- Supplied records -
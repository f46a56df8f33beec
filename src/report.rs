//! JSON rendering of a finalized [`Results`] snapshot.

use serde::Serialize;

use crate::aggregator::Results;
use crate::error::Result;
use crate::tables::{CONTINENTS, COUNTRIES, METHODS, PROTOCOLS};

#[derive(Debug, Serialize)]
struct Report<'a> {
    date: &'a str,
    generator: &'static str,
    version: &'static str,
    file_name: &'a str,
    file_size: Option<u64>,
    processed_lines: u64,
    invalid_lines: u64,
    bandwidth: u128,
    runtime: f64,
    hits: Split,
    visits: Split,
    continents: Vec<Bucket<Named<'a>>>,
    countries: Vec<Bucket<Named<'a>>>,
    hours: Vec<Bucket<usize>>,
    methods: Vec<Bucket<&'a str>>,
    protocols: Vec<Bucket<&'a str>>,
    status: Vec<Bucket<usize>>,
}

#[derive(Debug, Serialize)]
struct Split {
    ipv4: u64,
    ipv6: u64,
    total: u64,
}

#[derive(Debug, Serialize)]
struct Named<'a> {
    code: &'a str,
    name: &'a str,
}

#[derive(Debug, Serialize)]
struct Bucket<T> {
    data: T,
    hits: u64,
}

/// Non-empty buckets of `counts`, labelled by `label`.
fn buckets<T>(counts: &[u64], label: impl Fn(usize) -> T) -> Vec<Bucket<T>> {
    counts
        .iter()
        .enumerate()
        .filter(|&(_, &hits)| hits > 0)
        .map(|(idx, &hits)| Bucket {
            data: label(idx),
            hits,
        })
        .collect()
}

/// Render `results` as JSON, pretty-printed unless `compact` is set.
pub fn render(results: &Results, compact: bool) -> Result<String> {
    let h = &results.histograms;
    let report = Report {
        date: &results.generated,
        generator: env!("CARGO_PKG_NAME"),
        version: env!("CARGO_PKG_VERSION"),
        file_name: &results.file.name,
        file_size: results.file.size,
        processed_lines: results.processed_lines,
        invalid_lines: results.invalid_lines,
        bandwidth: results.bandwidth,
        runtime: results.runtime,
        hits: Split {
            ipv4: results.hits_ipv4,
            ipv6: results.hits_ipv6,
            total: results.hits,
        },
        visits: Split {
            ipv4: results.visits_ipv4,
            ipv6: results.visits_ipv6,
            total: results.visits,
        },
        continents: buckets(&h.continents, |idx| Named {
            code: CONTINENTS[idx].0,
            name: CONTINENTS[idx].1,
        }),
        countries: buckets(&h.countries, |idx| Named {
            code: COUNTRIES[idx].code,
            name: COUNTRIES[idx].name,
        }),
        // every hour is listed so the distribution can be plotted as is
        hours: h
            .hours
            .iter()
            .enumerate()
            .map(|(hour, &hits)| Bucket { data: hour, hits })
            .collect(),
        methods: buckets(&h.methods, |idx| METHODS[idx]),
        protocols: buckets(&h.protocols, |idx| PROTOCOLS[idx]),
        status: buckets(&h.status, |code| code),
    };

    let rendered = if compact {
        serde_json::to_string(&report)?
    } else {
        serde_json::to_string_pretty(&report)?
    };
    Ok(rendered)
}

#[cfg(test)]
mod tests {
    use super::*;
    use crate::aggregator::{Aggregator, FileInfo};
    use crate::geo::NoGeoLocator;
    use crate::pipeline::process_line;
    use serde_json::{json, Value};

    fn results(lines: &[&[u8]]) -> Results {
        let mut aggregator = Aggregator::new();
        for line in lines {
            process_line(&mut aggregator, line, &NoGeoLocator);
        }
        aggregator.finalize(
            FileInfo {
                name: "access.log".to_string(),
                size: Some(128),
            },
            0.5,
            "2023-10-10 13:55:36".to_string(),
        )
    }

    #[test]
    fn test_render() {
        let results = results(&[
            b"192.0.2.1 - - [10/Oct/2023:13:55:36 -0700] \"GET / HTTP/1.1\" 200 1024",
            b"2001:db8::1 - - [10/Oct/2023:13:56:00 -0700] \"POST /f HTTP/1.0\" 404 12",
            b"bogus",
        ]);
        let report: Value = serde_json::from_str(&render(&results, false).unwrap()).unwrap();

        assert_eq!(report["date"], "2023-10-10 13:55:36");
        assert_eq!(report["generator"], "logswan");
        assert_eq!(report["file_name"], "access.log");
        assert_eq!(report["file_size"], 128);
        assert_eq!(report["processed_lines"], 3);
        assert_eq!(report["invalid_lines"], 1);
        assert_eq!(report["bandwidth"], 1036);
        assert_eq!(report["hits"], json!({"ipv4": 1, "ipv6": 1, "total": 2}));
        assert_eq!(report["visits"], json!({"ipv4": 1, "ipv6": 1, "total": 2}));
        assert_eq!(report["hours"].as_array().unwrap().len(), 24);
        assert_eq!(report["hours"][13], json!({"data": 13, "hits": 2}));
        assert_eq!(
            report["methods"],
            json!([{"data": "GET", "hits": 1}, {"data": "POST", "hits": 1}])
        );
        assert_eq!(
            report["protocols"],
            json!([{"data": "HTTP/1.0", "hits": 1}, {"data": "HTTP/1.1", "hits": 1}])
        );
        assert_eq!(
            report["status"],
            json!([{"data": 200, "hits": 1}, {"data": 404, "hits": 1}])
        );
        assert_eq!(report["countries"], json!([]));
        assert_eq!(report["continents"], json!([]));
    }

    #[test]
    fn test_render_compact_stdin() {
        let mut results = results(&[]);
        results.file = FileInfo {
            name: "-".to_string(),
            size: None,
        };
        let rendered = render(&results, true).unwrap();
        assert!(!rendered.contains('\n'));
        assert!(rendered.contains("\"file_size\":null"));
    }
}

- What you are asked to do -
Reproduce each line of the entries in which the word "data" is found.

- Output of the exercise -
    data: T,
            data: label(idx),
            .map(|(hour, &hits)| Bucket { data: hour, hits })
        assert_eq!(report["hours"][13], json!({"data": 13, "hits": 2}));
            json!([{"data": "GET", "hits": 1}, {"data": "POST", "hits": 1}])
            json!([{"data": "HTTP/1.0", "hits": 1}, {"data": "HTTP/1.1", "hits": 1}])
            json!([{"data": 200, "hits": 1}, {"data": 404, "hits": 1}])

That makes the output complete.